Like him, several Republican governors have vetoed a proposed minimum-wage increase during their terms, and a few have even questioned whether there ought to be any minimum at all. Christie doesn’t go that far, although he campaigns and raises money for those who do, but he evidently believes that paying even a poverty-level wage to the poorest workers is damaging to the economy. And the would-be GOP presidential hopeful also believes, as he suggested to the Chamber of Commerce, that the minimum wage mainly affects teenaged and casual workers.

The notion that minimum-wage increases slow down economic growth and employment is an old Economics 101 myth, bolstered last winter by a Congressional Budget Office study that said increasing the federal minimum to just over $10 an hour might cost up to 500,00 jobs.

According to conservative economists, the minimum wage decreases demand for unskilled labor by raising the price. Simple enough, right?

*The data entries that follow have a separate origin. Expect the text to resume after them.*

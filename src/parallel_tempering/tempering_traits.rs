use crate::machine::Machine;
use crate::sampler::{AbstractSampler, MetropolisHastings, MoveProposer};
use rand::Rng;

/// Allows setting states without validation, used to move configurations between replicas.
pub trait StateSetter {
    /// Replace the state of the instance, returning the previous one.
    fn set_state(&mut self, state: Vec<f64>) -> Vec<f64>;
}

/// Allows evaluating the weight of the current state.
pub trait LogWeight {
    /// `Re log psi` of the current state, before scaling by the exponent.
    fn log_weight(&self) -> f64;
}

/// Samplers whose target distribution can be flattened by an exponent.
pub trait Tempered {
    /// The exponent `beta` of the target `|psi|^(2 beta)`.
    fn beta(&self) -> f64;

    /// Set the exponent.
    fn set_beta(&mut self, beta: f64);
}

/// Everything the tempering container needs from a replica.
pub trait Replica: AbstractSampler + StateSetter + LogWeight + Tempered {}

impl<T: AbstractSampler + StateSetter + LogWeight + Tempered> Replica for T {}

impl<'a, M, P, R> StateSetter for MetropolisHastings<'a, M, P, R>
where
    M: Machine + ?Sized,
    P: MoveProposer,
    R: Rng,
{
    fn set_state(&mut self, state: Vec<f64>) -> Vec<f64> {
        debug_assert_eq!(state.len(), self.n_visible());
        self.replace_visible(state)
    }
}

impl<'a, M, P, R> LogWeight for MetropolisHastings<'a, M, P, R>
where
    M: Machine + ?Sized,
    P: MoveProposer,
    R: Rng,
{
    fn log_weight(&self) -> f64 {
        self.machine().log_val(self.visible()).re
    }
}

impl<'a, M, P, R> Tempered for MetropolisHastings<'a, M, P, R>
where
    M: Machine + ?Sized,
    P: MoveProposer,
    R: Rng,
{
    fn beta(&self) -> f64 {
        MetropolisHastings::beta(self)
    }

    fn set_beta(&mut self, beta: f64) {
        MetropolisHastings::set_beta(self, beta)
    }
}
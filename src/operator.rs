use crate::errors::{Result, SamplerError};
use crate::util::{space_size, sub_index, sub_values, SubConfig};
use num_complex::Complex64;
use smallvec::SmallVec;

/// Sites touched by a local matrix or a connection.
pub type Sites = SmallVec<[usize; 4]>;

/// One configuration connected to the current one by an operator.
#[derive(Debug, Clone, PartialEq)]
pub struct Connection {
    /// The matrix element `<v|O|v'>`.
    pub mel: Complex64,
    /// Sites which differ in `v'`. Empty for the diagonal element.
    pub sites: Sites,
    /// Values of those sites in `v'`.
    pub values: SubConfig,
}

impl Connection {
    /// Whether this is the diagonal element.
    pub fn is_diagonal(&self) -> bool {
        self.sites.is_empty()
    }
}

/// An operator which can enumerate its nonzero matrix elements from a configuration.
pub trait Operator {
    /// Append to `conns` every `v'` with `<v|O|v'> != 0`.
    fn find_conn(&self, v: &[f64], conns: &mut Vec<Connection>);
}

impl<O: Operator + ?Sized> Operator for &O {
    fn find_conn(&self, v: &[f64], conns: &mut Vec<Connection>) {
        (**self).find_conn(v, conns)
    }
}

/// A dense real matrix acting on a few sites.
///
/// Rows and columns are indexed by the mixed radix index of the local values on `sites`,
/// the first site being the most significant digit.
#[derive(Debug, Clone, PartialEq)]
pub struct LocalMatrix {
    mat: Vec<f64>,
    dim: usize,
    sites: Sites,
}

impl LocalMatrix {
    /// Make a new local matrix from its rows. The matrix must be square with one row per
    /// local configuration of `sites`, and the sites must be distinct.
    pub fn new<MAT, VAR>(rows: MAT, sites: VAR, local_size: usize) -> Result<Self>
    where
        MAT: Into<Vec<Vec<f64>>>,
        VAR: Into<Vec<usize>>,
    {
        let rows: Vec<Vec<f64>> = rows.into();
        let sites: Vec<usize> = sites.into();
        let sites: Sites = sites.into_iter().collect();
        if sites.is_empty() {
            return Err(SamplerError::construction(
                "acting_on",
                &sites,
                "a local matrix must act on at least one site",
            ));
        }
        let mut sorted = sites.clone();
        sorted.sort_unstable();
        if sorted.windows(2).any(|w| w[0] == w[1]) {
            return Err(SamplerError::construction(
                "acting_on",
                &sites,
                "sites must be distinct",
            ));
        }
        let dim = space_size(local_size, sites.len()).ok_or_else(|| {
            SamplerError::construction("acting_on", &sites, "too many sites for a dense matrix")
        })?;
        if rows.len() != dim || rows.iter().any(|r| r.len() != dim) {
            return Err(SamplerError::construction(
                "move_operators",
                rows.iter().map(|r| r.len()).collect::<Vec<_>>(),
                format!(
                    "expected a {}x{} matrix for {} sites with {} local states",
                    dim,
                    dim,
                    sites.len(),
                    local_size
                ),
            ));
        }
        if rows.iter().flatten().any(|x| !x.is_finite()) {
            return Err(SamplerError::construction(
                "move_operators",
                rows,
                "matrix entries must be finite",
            ));
        }
        let mat = rows.into_iter().flatten().collect();
        Ok(Self { mat, dim, sites })
    }

    /// Matrix element at (row, col).
    pub fn at(&self, row: usize, col: usize) -> f64 {
        self.mat[row * self.dim + col]
    }

    /// Number of rows (and columns).
    pub fn dim(&self) -> usize {
        self.dim
    }

    /// Sites the matrix acts on.
    pub fn sites(&self) -> &[usize] {
        &self.sites
    }

    /// Entries of column `col`, top to bottom.
    pub fn column(&self, col: usize) -> impl Iterator<Item = f64> + '_ {
        (0..self.dim).map(move |row| self.at(row, col))
    }

    /// Checks that entries are non-negative and that each column sums to one.
    pub fn is_column_stochastic(&self, tolerance: f64) -> bool {
        self.mat.iter().all(|x| *x >= 0.0)
            && (0..self.dim).all(|col| (self.column(col).sum::<f64>() - 1.0).abs() <= tolerance)
    }
}

/// A sum of local matrices, for instance a lattice Hamiltonian.
#[derive(Debug, Clone, PartialEq)]
pub struct LocalOperator {
    local_states: Vec<f64>,
    terms: Vec<LocalMatrix>,
}

impl LocalOperator {
    /// An empty operator over the given local values.
    pub fn new<V: Into<Vec<f64>>>(local_states: V) -> Self {
        Self {
            local_states: local_states.into(),
            terms: vec![],
        }
    }

    /// Add a term given by its rows and the sites it acts on.
    pub fn push_term<MAT, VAR>(&mut self, rows: MAT, sites: VAR) -> Result<()>
    where
        MAT: Into<Vec<Vec<f64>>>,
        VAR: Into<Vec<usize>>,
    {
        let term = LocalMatrix::new(rows, sites, self.local_states.len())?;
        self.terms.push(term);
        Ok(())
    }

    /// Builder version of [`LocalOperator::push_term`].
    pub fn with_term<MAT, VAR>(mut self, rows: MAT, sites: VAR) -> Result<Self>
    where
        MAT: Into<Vec<Vec<f64>>>,
        VAR: Into<Vec<usize>>,
    {
        self.push_term(rows, sites)?;
        Ok(self)
    }

    /// The terms of the operator.
    pub fn terms(&self) -> &[LocalMatrix] {
        &self.terms
    }

    /// The local values this operator was built for.
    pub fn local_states(&self) -> &[f64] {
        &self.local_states
    }
}

impl Operator for LocalOperator {
    fn find_conn(&self, v: &[f64], conns: &mut Vec<Connection>) {
        let mut diagonal = 0.0;
        for term in &self.terms {
            let row = match sub_index(v, term.sites(), &self.local_states) {
                Some(row) => row,
                None => continue,
            };
            diagonal += term.at(row, row);
            (0..term.dim())
                .filter(|col| *col != row)
                .map(|col| (col, term.at(row, col)))
                .filter(|(_, mel)| *mel != 0.0)
                .for_each(|(col, mel)| {
                    conns.push(Connection {
                        mel: Complex64::new(mel, 0.0),
                        sites: term.sites.clone(),
                        values: sub_values(col, term.sites.len(), &self.local_states),
                    })
                });
        }
        if diagonal != 0.0 {
            conns.push(Connection {
                mel: Complex64::new(diagonal, 0.0),
                sites: Sites::new(),
                values: SubConfig::new(),
            });
        }
    }
}
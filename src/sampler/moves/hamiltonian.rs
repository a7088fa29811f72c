use crate::errors::{Result, SamplerError};
use crate::operator::{Connection, Operator};
use crate::sampler::metropolis::{Move, MoveProposer};
use crate::util::hilbert::same_value;
use crate::util::CumulativeWeights;
use rand::Rng;
use std::fmt::{Debug, Formatter};

/// Moves along the off-diagonal connections of an operator, weighted by `|<s|H|s'>|`.
///
/// The proposal is not symmetric: the backward probability is computed from the
/// connections of the candidate configuration. Several connections leading to the same
/// configuration are summed.
pub struct HamiltonianMove<'a, O: Operator + ?Sized> {
    operator: &'a O,
    forward: Vec<Connection>,
    backward: Vec<Connection>,
    candidate: Vec<f64>,
}

impl<'a, O: Operator + ?Sized> HamiltonianMove<'a, O> {
    /// Make a proposer for the given operator.
    pub fn new(operator: &'a O) -> Self {
        Self {
            operator,
            forward: vec![],
            backward: vec![],
            candidate: vec![],
        }
    }

    /// The operator moves are drawn from.
    pub fn operator(&self) -> &'a O {
        self.operator
    }
}

impl<'a, O: Operator + ?Sized> Clone for HamiltonianMove<'a, O> {
    fn clone(&self) -> Self {
        Self::new(self.operator)
    }
}

impl<'a, O: Operator + ?Sized> Debug for HamiltonianMove<'a, O> {
    fn fmt(&self, f: &mut Formatter<'_>) -> std::fmt::Result {
        f.debug_struct("HamiltonianMove")
            .field("n_connections", &self.forward.len())
            .finish()
    }
}

/// Whether `conn` changes `v`.
fn changes(v: &[f64], conn: &Connection) -> bool {
    !conn.is_diagonal()
        && conn
            .sites
            .iter()
            .zip(conn.values.iter())
            .any(|(s, x)| !same_value(v[*s], *x))
}

/// `|mel|` for connections which change `v`, zero otherwise.
fn move_weight(v: &[f64], conn: &Connection) -> f64 {
    if changes(v, conn) {
        conn.mel.norm()
    } else {
        0.0
    }
}

/// Summed weight of the connections of `from` which lead to `to`. `diff` lists the sites
/// where the two differ.
fn weight_to(from: &[f64], conns: &[Connection], diff: &[usize], to: &[f64]) -> f64 {
    conns
        .iter()
        .filter(|c| {
            diff.iter().all(|d| c.sites.contains(d))
                && c.sites
                    .iter()
                    .zip(c.values.iter())
                    .all(|(s, x)| same_value(to[*s], *x))
        })
        .map(|c| move_weight(from, c))
        .sum()
}

impl<'a, O: Operator + ?Sized> MoveProposer for HamiltonianMove<'a, O> {
    fn propose<R: Rng + ?Sized>(&mut self, v: &[f64], rng: &mut R) -> Result<Move> {
        self.forward.clear();
        self.operator.find_conn(v, &mut self.forward);
        let weights = CumulativeWeights::new(self.forward.iter().map(|c| move_weight(v, c)))
            .ok_or_else(|| {
                SamplerError::no_valid_move("hamiltonian", "no off-diagonal connection")
            })?;
        let chosen = &self.forward[weights.sample(rng)];

        self.candidate.clear();
        self.candidate.extend_from_slice(v);
        crate::machine::update_conf(&mut self.candidate, &chosen.sites, &chosen.values);
        let diff: Vec<usize> = chosen
            .sites
            .iter()
            .cloned()
            .filter(|s| !same_value(v[*s], self.candidate[*s]))
            .collect();

        let forward_p = weight_to(v, &self.forward, &diff, &self.candidate) / weights.total();

        self.backward.clear();
        self.operator.find_conn(&self.candidate, &mut self.backward);
        let backward_total: f64 = self
            .backward
            .iter()
            .map(|c| move_weight(&self.candidate, c))
            .sum();
        let backward_p = if backward_total > 0.0 {
            weight_to(&self.candidate, &self.backward, &diff, v) / backward_total
        } else {
            0.0
        };
        // ln(0) = -inf, the move is rejected when it cannot be reversed.
        let log_ratio = backward_p.ln() - forward_p.ln();

        let values: Vec<f64> = diff.iter().map(|s| self.candidate[*s]).collect();
        Ok(Move::new(diff, values).with_log_proposal_ratio(log_ratio))
    }

    fn name(&self) -> &'static str {
        "MetropolisHamiltonian"
    }
}
use crate::errors::Result;
use crate::machine::{update_conf, Machine};
use crate::operator::Sites;
use crate::sampler::AbstractSampler;
use crate::util::{check_configuration, random_configuration, SubConfig};
use log::{trace, warn};
use rand::Rng;

/// Running count of proposed and accepted moves.
#[derive(Debug, Default, Clone, Copy, PartialEq, Eq)]
pub struct AcceptanceStats {
    /// Number of elementary attempts.
    pub proposed: u64,
    /// Number of attempts which changed (or kept, for identity moves) the configuration.
    pub accepted: u64,
}

impl AcceptanceStats {
    /// Count one attempt.
    pub fn record(&mut self, accepted: bool) {
        self.proposed += 1;
        if accepted {
            self.accepted += 1;
        }
    }

    /// Accepted over proposed, zero before the first attempt.
    pub fn ratio(&self) -> f64 {
        if self.proposed == 0 {
            0.0
        } else {
            self.accepted as f64 / self.proposed as f64
        }
    }

    /// Zero both counters.
    pub fn clear(&mut self) {
        *self = Self::default();
    }
}

/// A sparse proposed update of a configuration.
#[derive(Debug, Default, Clone, PartialEq)]
pub struct Move {
    /// Sites to change.
    pub sites: Sites,
    /// New values for those sites.
    pub values: SubConfig,
    /// `ln(T(s' -> s) / T(s -> s'))`, zero for symmetric proposals.
    pub log_proposal_ratio: f64,
    /// Which kind of move this is, for the per category acceptance breakdown.
    pub category: usize,
}

impl Move {
    /// A symmetric move setting `values` on `sites`.
    pub fn new<A, B>(sites: A, values: B) -> Self
    where
        A: IntoIterator<Item = usize>,
        B: IntoIterator<Item = f64>,
    {
        Self {
            sites: sites.into_iter().collect(),
            values: values.into_iter().collect(),
            log_proposal_ratio: 0.0,
            category: 0,
        }
    }

    /// The move which leaves the configuration unchanged.
    pub fn identity() -> Self {
        Self::default()
    }

    /// Set the log ratio of backward to forward proposal probabilities.
    pub fn with_log_proposal_ratio(mut self, log_ratio: f64) -> Self {
        self.log_proposal_ratio = log_ratio;
        self
    }

    /// Set the move category.
    pub fn with_category(mut self, category: usize) -> Self {
        self.category = category;
        self
    }

    /// Whether this move changes nothing.
    pub fn is_identity(&self) -> bool {
        self.sites.is_empty()
    }

    /// Write the move into a configuration.
    pub fn apply(&self, v: &mut [f64]) {
        update_conf(v, &self.sites, &self.values)
    }
}

/// A strategy producing candidate moves for the Metropolis engine.
///
/// The forward/backward pairing is carried by [`Move::log_proposal_ratio`], the engine
/// satisfies detailed balance only if every proposer sets it correctly.
pub trait MoveProposer: Clone {
    /// Propose a move from `v`. Fails with `NoValidMove` when there is no candidate.
    fn propose<R: Rng + ?Sized>(&mut self, v: &[f64], rng: &mut R) -> Result<Move>;

    /// Name of the sampler built from this proposer.
    fn name(&self) -> &'static str;

    /// Number of move categories reported in the acceptance breakdown.
    fn n_categories(&self) -> usize {
        1
    }
}

/// Randomly choose if a move should be accepted given its log acceptance probability.
/// Non-finite values are always rejected.
pub fn should_accept<R: Rng + ?Sized>(rng: &mut R, log_p: f64) -> bool {
    if !log_p.is_finite() {
        false
    } else if log_p >= 0.0 {
        // Always accepted, don't bother drawing.
        true
    } else {
        rng.gen::<f64>() < log_p.exp()
    }
}

/// Random configurations `reset` draws looking for a nonzero amplitude.
const RESET_ATTEMPTS: usize = 100;

/// Metropolis-Hastings chain sampling `|psi|^(2 beta)` with a pluggable move proposer.
#[derive(Debug)]
pub struct MetropolisHastings<'a, M, P, R>
where
    M: Machine + ?Sized,
    P: MoveProposer,
    R: Rng,
{
    machine: &'a M,
    proposer: P,
    rng: R,
    visible: Vec<f64>,
    beta: f64,
    stats: AcceptanceStats,
    category_stats: Vec<AcceptanceStats>,
}

impl<'a, M, P, R> MetropolisHastings<'a, M, P, R>
where
    M: Machine + ?Sized,
    P: MoveProposer,
    R: Rng,
{
    /// Make a new chain at a random initial configuration.
    pub fn new(machine: &'a M, proposer: P, rng: R) -> Result<Self> {
        crate::sampler::check_machine(machine)?;
        let n_categories = proposer.n_categories().max(1);
        let mut sampler = Self {
            machine,
            proposer,
            rng,
            visible: vec![],
            beta: 1.0,
            stats: AcceptanceStats::default(),
            category_stats: vec![AcceptanceStats::default(); n_categories],
        };
        sampler.reset();
        Ok(sampler)
    }

    /// Sample `|psi|^(2 beta)` instead of `|psi|^2`.
    pub fn with_beta(mut self, beta: f64) -> Self {
        self.beta = beta;
        self
    }

    /// The exponent scaling the target distribution.
    pub fn beta(&self) -> f64 {
        self.beta
    }

    /// Change the exponent, the current configuration is kept.
    pub fn set_beta(&mut self, beta: f64) {
        self.beta = beta;
    }

    /// Perform a single elementary move attempt, returns whether it was accepted.
    pub fn step(&mut self) -> bool {
        let mv = match self.proposer.propose(&self.visible, &mut self.rng) {
            Ok(mv) => mv,
            Err(err) => {
                trace!("{} rejected: {}", self.proposer.name(), err);
                self.stats.record(false);
                return false;
            }
        };
        let accepted = if mv.is_identity() {
            true
        } else {
            let lvd = self
                .machine
                .log_val_diff(&self.visible, &mv.sites, &mv.values);
            let log_p = 2.0 * self.beta * lvd.re + mv.log_proposal_ratio;
            should_accept(&mut self.rng, log_p)
        };
        if accepted {
            mv.apply(&mut self.visible);
        }
        self.stats.record(accepted);
        if let Some(stats) = self.category_stats.get_mut(mv.category) {
            stats.record(accepted);
        }
        accepted
    }

    /// Acceptance ratio per move category. Attempts which failed to produce a move are only
    /// counted in the aggregate.
    pub fn acceptance_breakdown(&self) -> Vec<f64> {
        self.category_stats.iter().map(|s| s.ratio()).collect()
    }

    /// Aggregate counters.
    pub fn stats(&self) -> AcceptanceStats {
        self.stats
    }

    /// The move proposer.
    pub fn proposer(&self) -> &P {
        &self.proposer
    }

    /// The machine being sampled.
    pub fn machine(&self) -> &'a M {
        self.machine
    }

    /// Overwrite the configuration without validation.
    pub(crate) fn replace_visible(&mut self, v: Vec<f64>) -> Vec<f64> {
        std::mem::replace(&mut self.visible, v)
    }
}

impl<'a, M, P, R> AbstractSampler for MetropolisHastings<'a, M, P, R>
where
    M: Machine + ?Sized,
    P: MoveProposer,
    R: Rng,
{
    /// Draws a new random configuration, avoiding ones where `psi` vanishes when it can.
    fn reset(&mut self) {
        let machine = self.machine;
        let draw = |rng: &mut R| {
            random_configuration(machine.n_visible(), machine.local_states(), rng)
        };
        let mut visible = draw(&mut self.rng);
        let mut attempts = 1;
        while !machine.log_val(&visible).re.is_finite() {
            if attempts == RESET_ATTEMPTS {
                warn!(
                    "No configuration with nonzero amplitude in {} draws, starting from {:?}",
                    RESET_ATTEMPTS, visible
                );
                break;
            }
            visible = draw(&mut self.rng);
            attempts += 1;
        }
        self.visible = visible;
        self.stats.clear();
        self.category_stats.iter_mut().for_each(|s| s.clear());
    }

    fn sweep(&mut self) {
        for _ in 0..self.machine.n_visible() {
            self.step();
        }
    }

    fn visible(&self) -> &[f64] {
        &self.visible
    }

    fn set_visible(&mut self, v: &[f64]) -> Result<()> {
        check_configuration(v, self.machine.n_visible(), self.machine.local_states())?;
        self.visible.clear();
        self.visible.extend_from_slice(v);
        Ok(())
    }

    fn acceptance(&self) -> Vec<f64> {
        vec![self.stats.ratio()]
    }

    fn name(&self) -> &'static str {
        self.proposer.name()
    }
}
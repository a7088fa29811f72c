/// Local state lookup and mixed radix encoding of configurations.
pub mod hilbert;
/// Sampling indices proportionally to weights.
pub mod weights;

pub use hilbert::*;
pub use weights::*;
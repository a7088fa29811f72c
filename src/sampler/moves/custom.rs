use crate::errors::{Result, SamplerError};
use crate::machine::Machine;
use crate::operator::LocalMatrix;
use crate::sampler::metropolis::{Move, MoveProposer};
use crate::util::{sub_index, sub_values, CumulativeWeights};
use log::warn;
use rand::Rng;

/// Tolerance on the column sums of a move operator.
pub const STOCHASTIC_TOLERANCE: f64 = 1e-6;

/// Moves drawn from user supplied column stochastic matrices on groups of sites.
///
/// An operator is picked with probability proportional to its weight, then the new local
/// configuration is drawn from the column of the current one. Each operator is its own move
/// category.
#[derive(Debug, Clone, PartialEq)]
pub struct CustomMove {
    operators: Vec<LocalMatrix>,
    columns: Vec<Vec<CumulativeWeights>>,
    weights: CumulativeWeights,
    local_states: Vec<f64>,
}

impl CustomMove {
    /// Build from dense matrices, the sites they act on, and optional relative weights.
    ///
    /// Missing or all-zero weights fall back to uniform. Fails if the lists disagree in
    /// length, a matrix does not fit its sites, a site is out of range, or a matrix is not
    /// column stochastic.
    pub fn new<M: Machine + ?Sized>(
        machine: &M,
        move_operators: Vec<Vec<Vec<f64>>>,
        acting_on: Vec<Vec<usize>>,
        move_weights: Option<Vec<f64>>,
    ) -> Result<Self> {
        if move_operators.is_empty() {
            return Err(SamplerError::construction(
                "move_operators",
                &move_operators,
                "at least one move operator is needed",
            ));
        }
        if move_operators.len() != acting_on.len() {
            return Err(SamplerError::construction(
                "acting_on",
                acting_on.len(),
                format!("expected one site list per move operator ({})", move_operators.len()),
            ));
        }
        let n_ops = move_operators.len();
        let weights = Self::operator_weights(n_ops, move_weights)?;

        let local_states = machine.local_states().to_vec();
        let n = machine.n_visible();
        let operators = move_operators
            .into_iter()
            .zip(acting_on.into_iter())
            .map(|(rows, sites)| {
                if let Some(bad) = sites.iter().find(|s| **s >= n) {
                    return Err(SamplerError::construction(
                        "acting_on",
                        *bad,
                        format!("site outside of the {} visible units", n),
                    ));
                }
                let op = LocalMatrix::new(rows, sites, local_states.len())?;
                if op.is_column_stochastic(STOCHASTIC_TOLERANCE) {
                    Ok(op)
                } else {
                    Err(SamplerError::construction(
                        "move_operators",
                        op.sites(),
                        "move operators must be column stochastic",
                    ))
                }
            })
            .collect::<Result<Vec<_>>>()?;
        let columns = operators
            .iter()
            .map(|op| {
                (0..op.dim())
                    .map(|col| {
                        CumulativeWeights::new(op.column(col)).ok_or_else(|| {
                            SamplerError::construction(
                                "move_operators",
                                col,
                                "empty column in move operator",
                            )
                        })
                    })
                    .collect::<Result<Vec<_>>>()
            })
            .collect::<Result<Vec<_>>>()?;
        Ok(Self {
            operators,
            columns,
            weights,
            local_states,
        })
    }

    fn operator_weights(n_ops: usize, move_weights: Option<Vec<f64>>) -> Result<CumulativeWeights> {
        let uniform = || {
            CumulativeWeights::uniform(n_ops).ok_or_else(|| {
                SamplerError::construction("move_operators", n_ops, "no move operators")
            })
        };
        match move_weights {
            None => uniform(),
            Some(w) if w.is_empty() => uniform(),
            Some(w) => {
                if w.len() != n_ops {
                    return Err(SamplerError::construction(
                        "move_weights",
                        &w,
                        format!("expected one weight per move operator ({})", n_ops),
                    ));
                }
                if w.iter().any(|x| !x.is_finite() || *x < 0.0) {
                    return Err(SamplerError::construction(
                        "move_weights",
                        &w,
                        "weights must be finite and non-negative",
                    ));
                }
                if w.iter().all(|x| *x == 0.0) {
                    warn!("All move weights are zero, picking move operators uniformly");
                    return uniform();
                }
                CumulativeWeights::new(w.iter().cloned()).ok_or_else(|| {
                    SamplerError::construction("move_weights", &w, "cannot normalize weights")
                })
            }
        }
    }

    /// The validated move operators.
    pub fn operators(&self) -> &[LocalMatrix] {
        &self.operators
    }

    /// Probability of picking operator i.
    pub fn operator_probability(&self, i: usize) -> f64 {
        self.weights.probability(i)
    }
}

impl MoveProposer for CustomMove {
    fn propose<R: Rng + ?Sized>(&mut self, v: &[f64], rng: &mut R) -> Result<Move> {
        let k = self.weights.sample(rng);
        let op = &self.operators[k];
        let old = sub_index(v, op.sites(), &self.local_states)
            .ok_or_else(|| SamplerError::no_valid_move("custom", "unknown local value"))?;
        let new = self.columns[k][old].sample(rng);
        if new == old {
            return Ok(Move::identity().with_category(k));
        }
        // at(new, old) is T(old -> new)
        let log_ratio = op.at(old, new).ln() - op.at(new, old).ln();
        let values = sub_values(new, op.sites().len(), &self.local_states);
        Ok(Move::new(op.sites().iter().cloned(), values)
            .with_log_proposal_ratio(log_ratio)
            .with_category(k))
    }

    fn name(&self) -> &'static str {
        "CustomSampler"
    }

    fn n_categories(&self) -> usize {
        self.operators.len()
    }
}

#[cfg(test)]
mod custom_tests {
    use super::*;
    use crate::machine::test_machines::Flat;
    use rand::rngs::SmallRng;
    use rand::SeedableRng;

    fn machine() -> Flat {
        Flat {
            n: 3,
            local: vec![-1.0, 1.0],
        }
    }

    fn sigma_x() -> Vec<Vec<f64>> {
        vec![vec![0.0, 1.0], vec![1.0, 0.0]]
    }

    #[test]
    fn mismatched_lengths_fail() {
        let err = CustomMove::new(&machine(), vec![sigma_x(), sigma_x()], vec![vec![0]], None)
            .unwrap_err();
        assert!(err.is_construction_error());
    }

    #[test]
    fn non_stochastic_fails() {
        let m = vec![vec![0.5, 1.0], vec![1.0, 0.0]];
        let err = CustomMove::new(&machine(), vec![m], vec![vec![0]], None).unwrap_err();
        assert!(err.is_construction_error());
    }

    #[test]
    fn out_of_range_site_fails() {
        let err = CustomMove::new(&machine(), vec![sigma_x()], vec![vec![3]], None).unwrap_err();
        assert!(err.is_construction_error());
    }

    #[test]
    fn zero_weights_fall_back_to_uniform() {
        let p = CustomMove::new(
            &machine(),
            vec![sigma_x(), sigma_x()],
            vec![vec![0], vec![1]],
            Some(vec![0.0, 0.0]),
        )
        .unwrap();
        assert!((p.operator_probability(0) - 0.5).abs() < 1e-12);
        let p = CustomMove::new(
            &machine(),
            vec![sigma_x(), sigma_x()],
            vec![vec![0], vec![1]],
            Some(vec![3.0, 1.0]),
        )
        .unwrap();
        assert!((p.operator_probability(0) - 0.75).abs() < 1e-12);
    }

    #[test]
    fn asymmetric_matrix_ratio() {
        // T(-1 -> 1) = 0.5, T(1 -> -1) = 0.25
        let t = vec![vec![0.5, 0.25], vec![0.5, 0.75]];
        let mut p = CustomMove::new(&machine(), vec![t], vec![vec![2]], None).unwrap();
        let mut rng = SmallRng::seed_from_u64(51);
        let mut seen_move = false;
        for _ in 0..100 {
            let mv = p.propose(&[1.0, 1.0, -1.0], &mut rng).unwrap();
            assert_eq!(mv.category, 0);
            if !mv.is_identity() {
                seen_move = true;
                assert_eq!(mv.values.as_slice(), &[1.0]);
                assert!((mv.log_proposal_ratio - (0.25f64.ln() - 0.5f64.ln())).abs() < 1e-12);
            }
        }
        assert!(seen_move);
    }

    #[test]
    fn categories_follow_operators() {
        let mut p = CustomMove::new(
            &machine(),
            vec![sigma_x(), sigma_x()],
            vec![vec![0], vec![1]],
            None,
        )
        .unwrap();
        assert_eq!(p.n_categories(), 2);
        let mut rng = SmallRng::seed_from_u64(52);
        for _ in 0..50 {
            let mv = p.propose(&[1.0, 1.0, 1.0], &mut rng).unwrap();
            assert_eq!(mv.sites[0], mv.category);
        }
    }
}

Or maybe that formulation was too simple — because putting extra dollars into the hands of those who spend it immediately, on food, clothing, and other essential goods, boosts the economy.

We have accumulating evidence, from a real, ongoing experiment, that raising the minimum wage is actually beneficial to the economy and not only doesn’t hurt employment, but helps create jobs. The experiment is taking place in 13 states that raised minimum wages above the federal level earlier this year, where results can be compared with all the other states that continued to let wages stagnate. So far, every comparison of employment rates for teenagers and adults with a high-school education or less between the two categories of states has upset the old assumptions about minimum-wage effects.

Six months after wages went up, federal data indicated that jobs were growing more rapidly in those 13 states than in the rest. The most carefully controlled recent study, conducted by two economists at the University of Delaware, with numbers released last August, showed that there was no dropoff in job growth in those states, which continued to have a slight, though statistically insignificant, advantage over states where the minimum wage wasn’t raised.

“There is no evidence of negative employment effects,” wrote the University of Delaware economists, Saul D. Hoffman and Wai-Kit Shum, “due to the increases in state minimum wages.”

Whether those comparisons will remain valid into the future remains to be seen, although there is an increasing set of studies, both national and international, suggesting that the conventional wisdom about the effects of minimum-wage increases is simply wrong.

What we know for certain – and what the CBO report last winter emphasized – is that increasing the minimum wage is good for poor families and low-paid workers. It improves family incomes, reduces dependency on welfare and other income support programs, and chips away at the worst effects of economic inequality. Raising the federal minimum to $10.10 an hour, as the president has proposed, would increase net real income to poor and working families by up to $17 billion and move about a million people up from destitution.

But the minimum wage isn’t a panacea.

After Chris Christie vetoed an increase in the Garden State, Democratic legislators put it on the ballot and the voters approved raising the minimum wage from $7.25 to $8.25 an hour. Yet while 4 of the top 10 states in employment performance this year were among those that raised the wage — specifically Washington, Oregon, Colorado, and Florida — Christie’s New Jersey was not among them.

So bad was his economic management that New Jersey marked the worst performance of any state, period — with a net decline in employment of more than half a percentage point by last summer.

No wonder he’s tired of hearing about higher wages. And no doubt working families are equally tired of hearing about him.